Se non ti viene in mente qualcosa, sforzati di ricordarlo, prima di andare semplicemente su Google a cercarlo. Scopri perché!

 

È dura immaginare di vivere senza internet: l’accesso a una grande varietà e quantità di informazioni, la possibilità di rimanere in contatto con amici e colleghi… Questa nostra dipendenza, però, può avere diversi “lati oscuri”.

 

Ad esempio, sfruttare i motori di ricerca invece di pensare alla possibile riposta può essere dannoso per il nostro cervello. La struttura cellulare del cervello umano, infatti, si adatta prontamente agli strumenti che utilizziamo per cercare, immagazzinare e condividere le informazioni. Cambiando le abitudini della nostra mente, ogni nuova tecnologia rafforza sì certe connessioni neurali, ma ne indebolisce altre.

 

Inoltre, una ricerca svolta da psicologi di Yale dimostra che il fatto di cercare informazioni su internet ci dà una visione “piuttosto approssimativa” della nostra intelligenza. Si crede di essere più intelligenti perché di fatto abbiamo tutte le informazioni del mondo a portata di mano.

In una serie di esperimenti, i partecipanti che hanno cercato informazioni sul web credevano di essere molto più ferrati su un argomento rispetto a coloro che hanno appreso queste informazioni in modi più “tradizionali” (leggendo un libro o con un insegnante).
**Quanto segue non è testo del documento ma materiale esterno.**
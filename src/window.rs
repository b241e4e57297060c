//! Scroll window over the effective catalog.
//!
//! Owns the floating-point "first visible item" offset. All mutations go
//! through [`ScrollWindow::apply_delta`], which clamps to the valid range,
//! so the window can never scroll into empty space.

/// The contiguous slice of the catalog eligible for display and selection.
#[derive(Debug, Clone)]
pub struct ScrollWindow {
    first_visible: f32,
    visible_slots: usize,
    scroll_zone_size: f32,
    scroll_max_speed: f32,
    scroll_boost: f32,
}

impl ScrollWindow {
    pub fn new(
        visible_slots: usize,
        scroll_zone_size: f32,
        scroll_max_speed: f32,
        scroll_boost: f32,
    ) -> Self {
        Self {
            first_visible: 0.0,
            visible_slots,
            scroll_zone_size,
            scroll_max_speed,
            scroll_boost,
        }
    }

    pub fn first_visible(&self) -> f32 {
        self.first_visible
    }

    pub fn visible_slots(&self) -> usize {
        self.visible_slots
    }

    /// Add a scroll delta (items) and clamp to `[0, max(0, n - slots)]`.
    pub fn apply_delta(&mut self, delta: f32, n_items: usize) {
        let max_start = n_items.saturating_sub(self.visible_slots) as f32;
        self.first_visible = (self.first_visible + delta).clamp(0.0, max_start);
    }

    /// Auto-scroll when the tracked point pushes past the dead-band.
    ///
    /// The overshoot beyond `stable_range` is normalized by the scroll zone
    /// size, clamped to [-1, 1], boosted, and cubed (sign-preserving). The
    /// cubic ramp leaves jitter near the band edge at near-zero scroll and
    /// accelerates on clear overshoot. The factor is re-clamped after the
    /// boost so the rate never exceeds `scroll_max_speed` items/second.
    /// Dead-band bounds are symmetric (`-stable_range` below).
    pub fn apply_edge_scroll(&mut self, offset_y: f32, stable_range: f32, dt: f32, n_items: usize) {
        let raw = if offset_y > stable_range {
            ((offset_y - stable_range) / self.scroll_zone_size).min(1.0)
        } else if offset_y < -stable_range {
            ((offset_y + stable_range) / self.scroll_zone_size).max(-1.0)
        } else {
            return;
        };

        let factor = (raw * self.scroll_boost).powi(3).clamp(-1.0, 1.0);
        let delta = -factor * self.scroll_max_speed * dt;
        self.apply_delta(delta, n_items);
    }
}
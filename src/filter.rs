//! Finger-extension filtering of the selectable catalog.

use crate::catalog::{CatalogItem, CatalogProvider};
use crate::flags::FingerFlags;

/// Recompute the effective catalog for the current hand flag.
///
/// An item is dropped when a required-open finger is not open or a
/// required-closed finger is not closed; items without constraints always
/// survive. The result is a subsequence of the full catalog, relative order
/// preserved.
pub fn recompute<P: CatalogProvider + ?Sized>(
    provider: &P,
    full_catalog: &[CatalogItem],
    flags: FingerFlags,
) -> Vec<CatalogItem> {
    full_catalog
        .iter()
        .filter(|item| {
            let c = provider.constraints(&item.name);
            if let Some(open) = c.must_be_open {
                if open.0 & flags.0 != open.0 {
                    return false;
                }
            }
            if let Some(closed) = c.must_be_closed {
                if closed.0 & !flags.0 != closed.0 {
                    return false;
                }
            }
            true
        })
        .cloned()
        .collect()
}
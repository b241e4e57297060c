//! The ordered catalog of selectable pose names.

use serde::Deserialize;

use crate::flags::ShapeConstraints;

/// One entry of the full, unfiltered catalog.
///
/// `ordinal` is the position in the full catalog and stays stable across
/// filtering; it is the lookup key clients use for icons, pose frames, etc.
#[derive(Debug, Clone, PartialEq, Eq)]
pub struct CatalogItem {
    pub name: String,
    pub ordinal: usize,
}

/// Which hand the session operates on.
#[derive(Debug, Clone, Copy, PartialEq, Eq, Default, Deserialize)]
#[serde(rename_all = "lowercase")]
pub enum Side {
    Left,
    #[default]
    Right,
}

impl Side {
    pub fn as_str(&self) -> &'static str {
        match self {
            Self::Left => "left",
            Self::Right => "right",
        }
    }
}

/// Side-specific names resolved once at session start.
#[derive(Debug, Clone)]
pub struct HandProfile {
    pub side: Side,
    pub pose_library: String,
}

impl HandProfile {
    pub fn resolve(side: Side) -> Self {
        let pose_library = match side {
            Side::Left => "handshape_lib_L",
            Side::Right => "handshape_lib_R",
        };
        Self {
            side,
            pose_library: pose_library.to_string(),
        }
    }
}

/// Supplies the ordered item list and per-item constraints.
///
/// `items` is read once at session start; `constraints` on demand while
/// filtering. Both must be stable for the session lifetime.
pub trait CatalogProvider {
    fn items(&self) -> Vec<CatalogItem>;
    fn constraints(&self, name: &str) -> ShapeConstraints;
}

/// In-memory catalog backed by a name list and a constraint store.
#[derive(Debug, Clone)]
pub struct StaticCatalog {
    names: Vec<String>,
    constraints: crate::flags::ConstraintStore,
}

impl StaticCatalog {
    pub fn new(names: Vec<String>, constraints: crate::flags::ConstraintStore) -> Self {
        Self { names, constraints }
    }

    /// The fingerspelling alphabet with its default constraint tables.
    pub fn fingerspelling() -> Self {
        let mut names: Vec<String> = ('a'..='z').map(|c| c.to_string()).collect();
        names.insert(0, "OpenHand".to_string());
        names.insert(1, "ClosedHand".to_string());
        names.push("sch".to_string());
        Self::new(names, crate::flags::ConstraintStore::fingerspelling_defaults())
    }
}

impl CatalogProvider for StaticCatalog {
    fn items(&self) -> Vec<CatalogItem> {
        self.names
            .iter()
            .enumerate()
            .map(|(ordinal, name)| CatalogItem {
                name: name.clone(),
                ordinal,
            })
            .collect()
    }

    fn constraints(&self, name: &str) -> ShapeConstraints {
        self.constraints.constraints(name)
    }
}

#[cfg(test)]
mod tests {
    use super::*;

    #[test]
    fn ordinals_follow_catalog_order() {
        let cat = StaticCatalog::new(
            vec!["a".into(), "b".into(), "c".into()],
            crate::flags::ConstraintStore::new(),
        );
        let items = cat.items();
        assert_eq!(items.len(), 3);
        assert_eq!(items[1].name, "b");
        assert_eq!(items[1].ordinal, 1);
    }

    #[test]
    fn hand_profile_resolves_per_side() {
        assert_eq!(HandProfile::resolve(Side::Left).pose_library, "handshape_lib_L");
        assert_eq!(HandProfile::resolve(Side::Right).pose_library, "handshape_lib_R");
    }

    #[test]
    fn fingerspelling_catalog_has_extras() {
        let cat = StaticCatalog::fingerspelling();
        let items = cat.items();
        assert_eq!(items[0].name, "OpenHand");
        assert_eq!(items[1].name, "ClosedHand");
        assert_eq!(items.last().unwrap().name, "sch");
    }
}
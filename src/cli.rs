use anyhow::{Result, anyhow};
use log::info;
use pico_args::Arguments;
use std::{env, path::PathBuf, time::Duration, time::Instant};

use posepick::catalog::{CatalogProvider, StaticCatalog};
use posepick::config::SelectorConfig;
use posepick::filter;
use posepick::flags::FingerFlags;
use posepick::sample::{TrackingSample, TrackingSource};
use posepick::session::{NOMINAL_TICK_SECONDS, PoseApplier, Session};

pub fn run() -> Result<()> {
    let mut pargs = Arguments::from_env();

    if env::args().len() == 1 || pargs.contains("-h") || pargs.contains("--help") {
        print_help();
        return Ok(());
    }

    let subcmd: Option<String> = pargs.free_from_str().ok();

    match subcmd.as_deref() {
        Some("help") => {
            print_help();
            Ok(())
        }

        Some("replay") => {
            let config_path: Option<PathBuf> = pargs.opt_value_from_str("--config")?;
            let path: PathBuf = pargs
                .free_from_str()
                .map_err(|_| anyhow!("usage: posepick replay <samples.json> [--config <profile.toml>]"))?;
            let config = match config_path {
                Some(p) => SelectorConfig::load(&p)?,
                None => SelectorConfig::default(),
            };
            replay(&path, config)
        }

        Some("filter") => {
            let flags_str: String = pargs
                .free_from_str()
                .map_err(|_| anyhow!("usage: posepick filter <flags, e.g. 0b00010 or 2>"))?;
            show_filtered(&flags_str)
        }

        Some("check") => {
            let path: Option<PathBuf> = pargs.free_from_str().ok();
            let config = match path {
                Some(p) => SelectorConfig::load(&p)?,
                None => SelectorConfig::load_or_install_default()?,
            };
            println!("profile ok: {config:#?}");
            Ok(())
        }

        Some(other) => {
            eprintln!("unknown subcommand: {other}\n");
            print_help();
            Ok(())
        }

        None => {
            print_help();
            Ok(())
        }
    }
}

/// Feeds a recorded sample stream back, one sample per tick.
struct RecordedSource {
    samples: std::vec::IntoIter<TrackingSample>,
}

impl TrackingSource for RecordedSource {
    fn sample(&mut self) -> TrackingSample {
        self.samples.next().unwrap_or_default()
    }
}

/// Prints pose applications instead of driving a skeleton.
struct TraceApplier;

impl PoseApplier for TraceApplier {
    type Snapshot = ();

    fn apply(&mut self, pose_library: &str, pose_name: &str) {
        info!("apply {pose_library}/{pose_name}");
    }

    fn restore(&mut self, _snapshot: &()) {
        info!("restore pre-session pose");
    }
}

fn replay(path: &std::path::Path, config: SelectorConfig) -> Result<()> {
    let txt = std::fs::read_to_string(path)
        .map_err(|e| anyhow!("failed to read {}: {e}", path.display()))?;
    let samples: Vec<TrackingSample> = serde_json::from_str(&txt)
        .map_err(|e| anyhow!("failed to parse {}: {e}", path.display()))?;
    let n_samples = samples.len();

    let mut source = RecordedSource {
        samples: samples.into_iter(),
    };
    let catalog = StaticCatalog::fingerspelling();
    let mut session = Session::start(config, catalog, TraceApplier, ());

    // Synthetic clock at the nominal cadence, so replays are deterministic.
    let start = Instant::now();
    let step = Duration::from_secs_f32(NOMINAL_TICK_SECONDS);

    for tick in 0..n_samples {
        let sample = source.sample();
        let report = session.tick(&sample, start + step * tick as u32)?;
        let hovered = report
            .hovered_index
            .map(|i| session.effective_catalog()[i].name.clone());
        println!(
            "{}",
            serde_json::json!({
                "tick": tick,
                "status": format!("{:?}", report.status),
                "hovered": hovered,
                "window_start": report.window_start,
                "no_selectable_items": report.no_selectable_items,
            })
        );
    }

    match session.commit() {
        Ok(name) => println!("{}", serde_json::json!({"committed": name})),
        Err(e) => {
            println!("{}", serde_json::json!({"committed": null, "error": e.to_string()}));
        }
    }
    Ok(())
}

fn show_filtered(flags_str: &str) -> Result<()> {
    let bits = if let Some(bin) = flags_str.strip_prefix("0b") {
        u8::from_str_radix(bin, 2)?
    } else {
        flags_str.parse::<u8>()?
    };
    if bits > FingerFlags::ALL.0 {
        return Err(anyhow!("flags must fit in 6 bits, got {bits:#b}"));
    }
    let flags = FingerFlags(bits);

    let catalog = StaticCatalog::fingerspelling();
    let full = catalog.items();
    let effective = filter::recompute(&catalog, &full, flags);
    println!(
        "{}",
        serde_json::json!({
            "flags": format!("{:#08b}", flags.0),
            "selectable": effective.iter().map(|i| i.name.as_str()).collect::<Vec<_>>(),
            "dropped": full.len() - effective.len(),
        })
    );
    Ok(())
}

fn print_help() {
    println!(
        r#"posepick — hand-tracking pose selection engine

USAGE:
  posepick help                        Show this help
  posepick replay <samples.json>       Drive a session from a recorded
           [--config <profile.toml>]   sample stream; prints one JSON line
                                       per tick and the committed item
  posepick filter <flags>              Show which fingerspelling shapes stay
                                       selectable for a hand bit flag
                                       (e.g. 0b00010 = index extended)
  posepick check [profile.toml]        Validate a profile (installs the
                                       bundled default when run bare)

TIPS:
  - Profiles: ~/.config/posepick/default.toml
  - RUST_LOG=debug posepick replay ... shows per-tick engine logs
"#
    );
}
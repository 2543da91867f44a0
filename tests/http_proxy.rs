use httpmock::Method::GET;
use httpmock::MockServer;
use ripper_http::config::HttpSettings;
use ripper_http::error::HttpError;
use ripper_http::http::Http;
use ripper_http::utils::UrlUtils;
use std::io::{BufRead, BufReader, ErrorKind, Write};
use std::net::TcpListener;
use std::sync::mpsc;
use std::thread;
use std::time::Duration;

fn can_bind_localhost() -> bool {
    std::net::TcpListener::bind("127.0.0.1:0").is_ok()
}

fn proxy_settings(port: u16) -> HttpSettings {
    HttpSettings {
        timeout: Duration::from_secs(2),
        https_proxy: Some(format!("u:p@127.0.0.1:{}", port)),
        ..HttpSettings::default()
    }
}

/// Accept one connection, hand back its request head, then refuse the tunnel.
fn spawn_proxy(listener: TcpListener) -> mpsc::Receiver<String> {
    let (tx, rx) = mpsc::channel();
    thread::spawn(move || {
        let Ok((stream, _)) = listener.accept() else {
            return;
        };
        let mut reader = BufReader::new(stream);
        let mut head = String::new();
        loop {
            let mut line = String::new();
            match reader.read_line(&mut line) {
                Ok(0) | Err(_) => break,
                Ok(_) if line == "\r\n" => break,
                Ok(_) => head.push_str(&line),
            }
        }
        let mut stream = reader.into_inner();
        let _ = stream.write_all(b"HTTP/1.1 502 Bad Gateway\r\ncontent-length: 0\r\n\r\n");
        let _ = tx.send(head);
    });
    rx
}

#[test]
fn test_https_target_tunnels_through_configured_proxy() {
    if !can_bind_localhost() {
        return;
    }

    let listener = TcpListener::bind("127.0.0.1:0").expect("bind proxy");
    let port = listener.local_addr().expect("local addr").port();
    let received = spawn_proxy(listener);

    let url = UrlUtils::validate_url("https://example.invalid/album").expect("valid url");
    let err = Http::with_settings(url, &proxy_settings(port))
        .response()
        .expect_err("proxy refuses the tunnel");
    assert!(matches!(err, HttpError::RetriesExhausted { attempts: 1, .. }));

    let head = received
        .recv_timeout(Duration::from_secs(5))
        .expect("proxy was contacted");
    assert!(
        head.starts_with("CONNECT example.invalid:443 "),
        "request head: {}",
        head
    );
    assert!(
        !head.to_ascii_lowercase().contains("proxy-authorization"),
        "credentials leaked: {}",
        head
    );
}

#[test]
fn test_http_target_bypasses_configured_proxy() {
    if !can_bind_localhost() {
        return;
    }

    let listener = TcpListener::bind("127.0.0.1:0").expect("bind proxy");
    let port = listener.local_addr().expect("local addr").port();
    listener.set_nonblocking(true).expect("nonblocking");

    let server = MockServer::start();
    let mock = server.mock(|when, then| {
        when.method(GET).path("/plain");
        then.status(200).header("content-type", "text/html").body("ok");
    });

    let url = UrlUtils::validate_url(&server.url("/plain")).expect("valid url");
    let builder = Http::with_settings(url, &proxy_settings(port));
    assert!(builder.connection().proxy().is_none());
    builder.response().expect("request should succeed");

    mock.assert();
    match listener.accept() {
        Err(e) => assert_eq!(e.kind(), ErrorKind::WouldBlock),
        Ok((_, peer)) => panic!("proxy contacted by {}", peer),
    }
}
//! Transports that turn a [`Request`] into a [`Response`].

use std::io::Read;

use log::debug;
use reqwest::blocking::{Client, ClientBuilder};
use reqwest::header::{COOKIE, REFERER, USER_AGENT};
use reqwest::redirect::Policy;
use reqwest::Method;

use super::request::Request;
use super::response::Response;
use crate::config::HttpMethod;
use crate::error::TransportError;

const MAX_REDIRECTS: usize = 20;

/// Performs a single blocking attempt. Retrying is the caller's business.
#[cfg_attr(test, mockall::automock)]
pub trait Transport {
    fn execute(&self, request: &Request) -> Result<Response, TransportError>;
}

/// Transport backed by a blocking reqwest client built per request.
///
/// Without a configured proxy, reqwest falls back to the system proxy
/// environment variables.
#[derive(Debug, Clone, Default)]
pub struct ReqwestTransport;

impl ReqwestTransport {
    pub fn new() -> Self {
        Self
    }

    fn client(&self, request: &Request) -> Result<Client, TransportError> {
        let timeout = Some(request.timeout()).filter(|timeout| !timeout.is_zero());
        let mut builder = ClientBuilder::new()
            .timeout(timeout)
            .redirect(Policy::limited(MAX_REDIRECTS));

        if let Some(proxy) = request.proxy() {
            builder = builder.proxy(reqwest::Proxy::all(proxy.to_url())?);
        }

        Ok(builder.build()?)
    }
}

impl Transport for ReqwestTransport {
    fn execute(&self, request: &Request) -> Result<Response, TransportError> {
        let client = self.client(request)?;

        let mut builder = client
            .request(to_reqwest_method(request.method()), request.url().clone())
            .header(USER_AGENT, request.user_agent());

        if let Some(referrer) = request.referrer() {
            builder = builder.header(REFERER, referrer);
        }

        for (name, value) in request.headers() {
            builder = builder.header(name, value);
        }

        if let Some(cookies) = request.cookie_header() {
            builder = builder.header(COOKIE, cookies);
        }

        if !request.data().is_empty() {
            builder = if request.method().has_body() {
                builder.form(request.data())
            } else {
                builder.query(request.data())
            };
        }

        debug!("{} {}", request.method(), request.url());
        let response = builder.send()?;

        let url = response.url().clone();
        let status = response.status();
        let headers = response.headers().clone();

        if !request.ignore_content_type() {
            if let Some(content_type) = headers
                .get(reqwest::header::CONTENT_TYPE)
                .and_then(|value| value.to_str().ok())
            {
                if !is_parseable_content_type(content_type) {
                    return Err(TransportError::UnsupportedContentType {
                        content_type: content_type.to_string(),
                        url: url.to_string(),
                    });
                }
            }
        }

        let mut body = Vec::new();
        match request.max_body_size() {
            Some(limit) => {
                response.take(limit as u64).read_to_end(&mut body)?;
            }
            None => {
                let mut response = response;
                response.read_to_end(&mut body)?;
            }
        }
        debug!("{} {} ({} bytes)", status, url, body.len());

        Ok(Response::new(url, status, headers, body))
    }
}

fn to_reqwest_method(method: HttpMethod) -> Method {
    match method {
        HttpMethod::Get => Method::GET,
        HttpMethod::Post => Method::POST,
        HttpMethod::Put => Method::PUT,
        HttpMethod::Delete => Method::DELETE,
        HttpMethod::Head => Method::HEAD,
        HttpMethod::Options => Method::OPTIONS,
        HttpMethod::Patch => Method::PATCH,
        HttpMethod::Trace => Method::TRACE,
    }
}

/// Text and XML types can be parsed into a document; anything else needs
/// `ignore_content_type`.
fn is_parseable_content_type(content_type: &str) -> bool {
    let essence = content_type
        .split(';')
        .next()
        .unwrap_or_default()
        .trim()
        .to_ascii_lowercase();
    essence.starts_with("text/") || (essence.starts_with("application/") && essence.ends_with("xml"))
}

#[cfg(test)]
mod tests {
    use super::*;

    #[test]
    fn text_and_xml_types_are_parseable() {
        assert!(is_parseable_content_type("text/html"));
        assert!(is_parseable_content_type("text/plain; charset=utf-8"));
        assert!(is_parseable_content_type("application/xhtml+xml"));
        assert!(is_parseable_content_type("Application/XML"));
        assert!(is_parseable_content_type("application/rss+xml; charset=utf-8"));
    }

    #[test]
    fn binary_and_json_types_are_not_parseable() {
        assert!(!is_parseable_content_type("application/json"));
        assert!(!is_parseable_content_type("image/jpeg"));
        assert!(!is_parseable_content_type("application/octet-stream"));
    }

    #[test]
    fn methods_map_to_reqwest() {
        assert_eq!(to_reqwest_method(HttpMethod::Get), Method::GET);
        assert_eq!(to_reqwest_method(HttpMethod::Post), Method::POST);
        assert_eq!(to_reqwest_method(HttpMethod::Trace), Method::TRACE);
    }
}
//! HTTP response handling and parsing

use encoding_rs::{Encoding, UTF_8};
use reqwest::header::{HeaderMap, CONTENT_TYPE};
use reqwest::StatusCode;
use scraper::Html;
use url::Url;

/// Parsed HTML document returned by `get` and `post`.
pub type Document = Html;

/// A fully read response. Status codes are carried as data, never as errors.
#[derive(Debug, Clone)]
pub struct Response {
    url: Url,
    status: StatusCode,
    headers: HeaderMap,
    body: Vec<u8>,
}

impl Response {
    pub fn new(url: Url, status: StatusCode, headers: HeaderMap, body: Vec<u8>) -> Self {
        Self {
            url,
            status,
            headers,
            body,
        }
    }

    /// Final URL after redirects.
    pub fn url(&self) -> &Url {
        &self.url
    }

    pub fn status(&self) -> StatusCode {
        self.status
    }

    pub fn headers(&self) -> &HeaderMap {
        &self.headers
    }

    pub fn content_type(&self) -> Option<&str> {
        self.headers
            .get(CONTENT_TYPE)
            .and_then(|value| value.to_str().ok())
    }

    /// Charset declared in `Content-Type`, if any.
    pub fn charset(&self) -> Option<&str> {
        charset_of(self.content_type()?)
    }

    pub fn body_bytes(&self) -> &[u8] {
        &self.body
    }

    /// Body decoded with the declared charset, UTF-8 otherwise.
    pub fn body(&self) -> String {
        let encoding = self
            .charset()
            .and_then(|label| Encoding::for_label(label.as_bytes()))
            .unwrap_or(UTF_8);
        let (text, _, _) = encoding.decode(&self.body);
        text.into_owned()
    }

    /// Parse the body as an HTML document.
    pub fn parse(&self) -> Document {
        Html::parse_document(&self.body())
    }
}

fn charset_of(content_type: &str) -> Option<&str> {
    content_type.split(';').skip(1).find_map(|param| {
        let (name, value) = param.split_once('=')?;
        if name.trim().eq_ignore_ascii_case("charset") {
            Some(value.trim().trim_matches('"'))
        } else {
            None
        }
    })
}
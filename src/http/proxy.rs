//! Proxy endpoint parsing

use std::fmt;

use log::{debug, warn};

use crate::utils::StringUtils;

/// Host and port of an HTTP proxy.
#[derive(Debug, Clone, PartialEq, Eq)]
pub struct ProxyEndpoint {
    pub host: String,
    pub port: u16,
}

impl ProxyEndpoint {
    pub fn new(host: impl Into<String>, port: u16) -> Self {
        Self {
            host: host.into(),
            port,
        }
    }

    /// Parse `[credentials@]host:port`.
    ///
    /// Credentials are discarded. Anything that does not split into exactly
    /// one host and one port yields `None` without an error.
    pub fn parse(input: &str) -> Option<Self> {
        if StringUtils::is_blank(input) {
            return None;
        }

        let address = match input.rfind('@') {
            Some(at) => &input[at + 1..],
            None => input,
        };

        let mut parts: Vec<&str> = address.split(':').collect();
        while parts.last().is_some_and(|part| part.is_empty()) {
            parts.pop();
        }

        match parts.as_slice() {
            [host, port] => {
                let host = host.trim();
                // ":8080" passes the arity check but still applies no proxy.
                if host.is_empty() {
                    debug!("Ignoring proxy '{}' without host", address);
                    return None;
                }
                match port.trim().parse::<u16>() {
                    Ok(port) => Some(Self::new(host, port)),
                    Err(e) => {
                        warn!("Ignoring proxy '{}': invalid port: {}", address, e);
                        None
                    }
                }
            }
            _ => {
                debug!("Ignoring proxy '{}': expected host:port", address);
                None
            }
        }
    }

    /// Proxy URL understood by the transport.
    pub fn to_url(&self) -> String {
        format!("http://{}", self)
    }
}

impl fmt::Display for ProxyEndpoint {
    fn fmt(&self, f: &mut fmt::Formatter<'_>) -> fmt::Result {
        write!(f, "{}:{}", self.host, self.port)
    }
}
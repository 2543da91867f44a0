//! Utility functions and helpers

use crate::error::{HttpError, Result};
use url::Url;

/// URL validation and parsing utilities
pub struct UrlUtils;

impl UrlUtils {
    /// Validate and normalize URL
    pub fn validate_url(input: &str) -> Result<Url> {
        let input = input.trim();
        // Add http:// if no scheme is provided
        let url_str = if input.contains("://") {
            input.to_string()
        } else {
            format!("http://{}", input)
        };

        Url::parse(&url_str)
            .map_err(|e| HttpError::InvalidUrl(format!("Invalid URL '{}': {}", input, e)))
    }

    /// Whether the URL uses an encrypted scheme
    pub fn is_secure(url: &Url) -> bool {
        url.scheme() == "https"
    }
}

/// String utilities
pub struct StringUtils;

impl StringUtils {
    /// True for empty or whitespace-only input
    pub fn is_blank(input: &str) -> bool {
        input.trim().is_empty()
    }
}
Per chi sfrutta troppo internet, è facile confondere la propria conoscenza con la fonte esterna. Questo fatto può avere importanti conseguenze anche sul processo decisionale, soprattutto quando si tratta di grosse decisioni: in casi del genere, è fondamentale riuscire a distinguere la propria conoscenza e non presumere di sapere qualcosa solo perché lo si può “googlare”, ma di fatto non lo si conosce.

 

La prossima volta che non riesci a ricordare qualcosa, quindi, prenditi un po’ di tempo per pensarci su per bene, e non andare subito su Google. Il tuo cervello ti ringrazierà.